As with all executive orders, the rules apply directly to federal agencies, but in reality, they go further than that. Federal government contractors and companies that develop products, including software for the federal government, are also required to meet EO requirements. NIST, in turn, published his set of best practices for developing compliant software as part of the security software supply chain.
Additionally, many companies are following the federal government’s lead on security, even if they are not contractors. At least it saves them from having to develop their own requirements and also makes it easier to find compliant products. Additionally, by following federal regulations, companies can also generally meet their industry’s safety requirements, so while the regulations may be overkill, they are easily justified.
The problem, however, is finding a way to conform to the requirements during the development process. This is where companies such as Cycode Cycode has developed a software development platform that provides support to meet these requirements as well as connect your development environment to the tools needed to ensure compliance.
“The product is a platform that connects to existing tools used in software development. So basically we connect to the places where you manage the code,” said Lior Levy, CEO and co-founder of Cycode. He said that their software reviews the code and all dependencies to ensure that the whole process is secure.

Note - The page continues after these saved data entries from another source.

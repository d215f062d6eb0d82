use anyhow::{Context, Result};
use figment::Figment;
use figment::providers::{Env, Format, Serialized, Yaml};
use thiserror::Error;

use crate::domain::models::config::{Config, PollPolicyConfig};

/// Configuration error types
#[derive(Error, Debug)]
pub enum ConfigError {
    #[error("Invalid log level: {0}. Must be one of: trace, debug, info, warn, error")]
    InvalidLogLevel(String),

    #[error("Invalid log format: {0}. Must be one of: json, pretty")]
    InvalidLogFormat(String),

    #[error("Invalid log rotation: {0}. Must be one of: daily, hourly, never")]
    InvalidRotation(String),

    #[error("State path cannot be empty")]
    EmptyStatePath,

    #[error("Invalid {0} policy: timeout_secs cannot be 0")]
    ZeroTimeout(&'static str),

    #[error("Invalid {0} policy: min_interval_ms cannot be 0")]
    ZeroInterval(&'static str),

    #[error(
        "Invalid {operation} policy: initial_delay_ms ({initial_delay_ms}) must be less than the timeout ({timeout_secs}s)"
    )]
    DelayExceedsTimeout {
        operation: &'static str,
        initial_delay_ms: u64,
        timeout_secs: u64,
    },

    #[error("Simulation create_statuses cannot be empty")]
    EmptyCreateScript,
}

/// Configuration loader with hierarchical merging
pub struct ConfigLoader;

impl ConfigLoader {
    /// Load configuration with hierarchical merging
    ///
    /// Precedence (lowest to highest):
    /// 1. Programmatic defaults (Serialized)
    /// 2. .dbconverge/config.yaml (project config)
    /// 3. .dbconverge/local.yaml (local overrides, optional)
    /// 4. Environment variables (DBCONVERGE_* prefix, `__` separates nesting)
    pub fn load() -> Result<Config> {
        let config: Config = Self::base()
            .merge(Yaml::file(".dbconverge/config.yaml"))
            .merge(Yaml::file(".dbconverge/local.yaml"))
            .merge(Env::prefixed("DBCONVERGE_").split("__"))
            .extract()
            .context("Failed to extract configuration from figment")?;

        Self::validate(&config)?;
        Ok(config)
    }

    /// Load configuration from a specific file, still honouring env overrides
    pub fn load_from_file(path: impl AsRef<std::path::Path>) -> Result<Config> {
        let config: Config = Self::base()
            .merge(Yaml::file(path.as_ref()))
            .merge(Env::prefixed("DBCONVERGE_").split("__"))
            .extract()
            .with_context(|| format!("Failed to load config from {}", path.as_ref().display()))?;

        Self::validate(&config)?;
        Ok(config)
    }

    fn base() -> Figment {
        Figment::new().merge(Serialized::defaults(Config::default()))
    }

    /// Validate configuration after loading
    pub fn validate(config: &Config) -> Result<(), ConfigError> {
        let valid_log_levels = ["trace", "debug", "info", "warn", "error"];
        if !valid_log_levels.contains(&config.logging.level.as_str()) {
            return Err(ConfigError::InvalidLogLevel(config.logging.level.clone()));
        }

        let valid_log_formats = ["json", "pretty"];
        if !valid_log_formats.contains(&config.logging.format.as_str()) {
            return Err(ConfigError::InvalidLogFormat(config.logging.format.clone()));
        }

        let valid_rotations = ["daily", "hourly", "never"];
        if !valid_rotations.contains(&config.logging.rotation.as_str()) {
            return Err(ConfigError::InvalidRotation(config.logging.rotation.clone()));
        }

        if config.state.path.trim().is_empty() {
            return Err(ConfigError::EmptyStatePath);
        }

        Self::validate_policy("create", &config.lifecycle.create)?;
        Self::validate_policy("delete", &config.lifecycle.delete)?;

        if config.simulation.create_statuses.is_empty() {
            return Err(ConfigError::EmptyCreateScript);
        }

        Ok(())
    }

    fn validate_policy(operation: &'static str, policy: &PollPolicyConfig) -> Result<(), ConfigError> {
        if policy.timeout_secs == 0 {
            return Err(ConfigError::ZeroTimeout(operation));
        }
        if policy.initial_delay_ms >= policy.timeout_secs.saturating_mul(1000) {
            return Err(ConfigError::DelayExceedsTimeout {
                operation,
                initial_delay_ms: policy.initial_delay_ms,
                timeout_secs: policy.timeout_secs,
            });
        }
        if policy.min_interval_ms == 0 {
            return Err(ConfigError::ZeroInterval(operation));
        }
        Ok(())
    }
}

Levy said that by using their platform to develop secure code and properly use developer tools, “they use our platform to make sure organic security issues are addressed, and also that all management tools and processes is done the right way”. way.”
Levy said users also ensure that their code repositories are properly secured and access to them is properly controlled. “So one of the organization’s concerns with its code repositories is that access to the repository is secure so that only developers who need it have it. Do developers use two-factor authentication to access the platform? What is the activity of the deposit? Is the code reviewed by at least two people before being merged with the production code? »
Levy said the Cycode platform can analyze development code in real time, or developers can send finished code to the platform and have it analyzed. Either way, it will return results and recommendations for any changes to meet security requirements.
The goal is to help companies avoid flaws such as the SolarWinds attack in December 2020. This flaw infected software used by thousands of companies to manage their IT resources, and then impacted those companies. By using Cycode, companies can detect an infection such as this attack and prevent the attack from spreading. Cycode was actually launched about six months before the SolarWinds breach, but the resulting demand provided fertile ground for its growth.
“Software supply chain security is one of the hottest areas of cybersecurity right now,” Levy said.